Up to and including the line with "from the table.", output the records exactly as they appear.
[Recorded data Boundary: Start]
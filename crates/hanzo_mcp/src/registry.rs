//! Tool Registry - Startup Linkage and Dispatch Table
//!
//! Tool packages are linked at compile time: each tool module exports a
//! manifest of descriptors plus handler references, and the registry folds
//! them into one dispatch table before the transport accepts traffic.
//! Duplicate names abort startup naming the collision. The registry never
//! changes afterwards.

use crate::schema::ParamSchema;
use crate::tools::ToolHandler;
use anyhow::bail;
use std::collections::BTreeMap;
use std::sync::Arc;
use tracing::debug;

/// Registry class, used for CLI-level filtering of tool families.
#[derive(Debug, Clone, Copy, PartialEq, Eq)]
pub enum ToolClass {
    FilesystemRead,
    FilesystemWrite,
    Search,
    Shell,
    Process,
}

impl ToolClass {
    /// Wire category tag.
    pub fn category(self) -> &'static str {
        match self {
            Self::FilesystemRead | Self::FilesystemWrite => "filesystem",
            Self::Search => "search",
            Self::Shell => "shell",
            Self::Process => "process",
        }
    }
}

/// Immutable description of one tool.
#[derive(Debug, Clone)]
pub struct ToolDescriptor {
    pub name: &'static str,
    pub description: &'static str,
    pub schema: ParamSchema,
    pub class: ToolClass,
}

/// One tool package's contribution to the registry.
pub struct ToolManifest {
    pub package: &'static str,
    pub tools: Vec<(ToolDescriptor, Arc<dyn ToolHandler>)>,
}

/// A linked, dispatchable tool.
pub struct RegisteredTool {
    pub descriptor: ToolDescriptor,
    pub handler: Arc<dyn ToolHandler>,
    pub package: &'static str,
}

/// The dispatch table. Sorted by name so `tools/list` is deterministic.
pub struct ToolRegistry {
    table: BTreeMap<&'static str, RegisteredTool>,
}

impl std::fmt::Debug for ToolRegistry {
    fn fmt(&self, f: &mut std::fmt::Formatter<'_>) -> std::fmt::Result {
        f.debug_struct("ToolRegistry")
            .field("tools", &self.table.keys().collect::<Vec<_>>())
            .finish()
    }
}

/// Which tool classes to withhold from the table.
#[derive(Debug, Clone, Copy, Default)]
pub struct RegistryFilter {
    pub disable_write_tools: bool,
    pub disable_search_tools: bool,
}

impl RegistryFilter {
    fn keeps(&self, class: ToolClass) -> bool {
        match class {
            ToolClass::FilesystemWrite => !self.disable_write_tools,
            ToolClass::Search => !self.disable_search_tools,
            _ => true,
        }
    }
}

impl ToolRegistry {
    /// Link manifests into the dispatch table. A name collision is a
    /// startup error, not a warning.
    pub fn build(manifests: Vec<ToolManifest>, filter: RegistryFilter) -> anyhow::Result<Self> {
        let mut table: BTreeMap<&'static str, RegisteredTool> = BTreeMap::new();

        for manifest in manifests {
            for (descriptor, handler) in manifest.tools {
                if !filter.keeps(descriptor.class) {
                    debug!(tool = descriptor.name, "withheld by registry filter");
                    continue;
                }
                let name = descriptor.name;
                if let Some(existing) = table.get(name) {
                    bail!(
                        "tool name collision: `{}` provided by both `{}` and `{}`",
                        name,
                        existing.package,
                        manifest.package
                    );
                }
                debug!(tool = name, package = manifest.package, "registered tool");
                table.insert(
                    name,
                    RegisteredTool {
                        descriptor,
                        handler,
                        package: manifest.package,
                    },
                );
            }
        }

        Ok(Self { table })
    }

    /// Snapshot for `tools/list`.
    pub fn list(&self) -> Vec<crate::protocol::ToolDefinition> {
        self.table
            .values()
            .map(|tool| crate::protocol::ToolDefinition {
                name: tool.descriptor.name.to_string(),
                description: tool.descriptor.description.to_string(),
                input_schema: tool.descriptor.schema.to_json_schema(),
                category: tool.descriptor.class.category().to_string(),
            })
            .collect()
    }

    /// Dispatch lookup.
    pub fn resolve(&self, name: &str) -> Option<&RegisteredTool> {
        self.table.get(name)
    }

    pub fn len(&self) -> usize {
        self.table.len()
    }

    pub fn is_empty(&self) -> bool {
        self.table.is_empty()
    }
}

/// The built-in tool packages shipped with the server.
pub fn builtin_manifests() -> Vec<ToolManifest> {
    vec![
        crate::tools::fs::manifest(),
        crate::tools::search::manifest(),
        crate::tools::shell::manifest(),
        crate::tools::process::manifest(),
    ]
}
[Recorded data Boundary: End]
> _Exercise result_:
filename crates/hanzo_mcp/src/registry.rs
//! Tool Registry - Startup Linkage and Dispatch Table
//!
//! Tool packages are linked at compile time: each tool module exports a
//! manifest of descriptors plus handler references, and the registry folds
//! them into one dispatch table before the transport accepts traffic.
//! Duplicate names abort startup naming the collision. The registry never
//! changes afterwards.

use crate::schema::ParamSchema;
use crate::tools::ToolHandler;
use anyhow::bail;
use std::collections::BTreeMap;
use std::sync::Arc;
use tracing::debug;

/// Registry class, used for CLI-level filtering of tool families.
#[derive(Debug, Clone, Copy, PartialEq, Eq)]
pub enum ToolClass {
    FilesystemRead,
    FilesystemWrite,
    Search,
    Shell,
    Process,
}

impl ToolClass {
    /// Wire category tag.
    pub fn category(self) -> &'static str {
        match self {
            Self::FilesystemRead | Self::FilesystemWrite => "filesystem",
            Self::Search => "search",
            Self::Shell => "shell",
            Self::Process => "process",
        }
    }
}

/// Immutable description of one tool.
#[derive(Debug, Clone)]
pub struct ToolDescriptor {
    pub name: &'static str,
    pub description: &'static str,
    pub schema: ParamSchema,
    pub class: ToolClass,
}

/// One tool package's contribution to the registry.
pub struct ToolManifest {
    pub package: &'static str,
    pub tools: Vec<(ToolDescriptor, Arc<dyn ToolHandler>)>,
}

/// A linked, dispatchable tool.
pub struct RegisteredTool {
    pub descriptor: ToolDescriptor,
    pub handler: Arc<dyn ToolHandler>,
    pub package: &'static str,
}

/// The dispatch table. Sorted by name so `tools/list` is deterministic.
pub struct ToolRegistry {
    table: BTreeMap<&'static str, RegisteredTool>,
}

impl std::fmt::Debug for ToolRegistry {
    fn fmt(&self, f: &mut std::fmt::Formatter<'_>) -> std::fmt::Result {
        f.debug_struct("ToolRegistry")
            .field("tools", &self.table.keys().collect::<Vec<_>>())
            .finish()
    }
}

/// Which tool classes to withhold from the table.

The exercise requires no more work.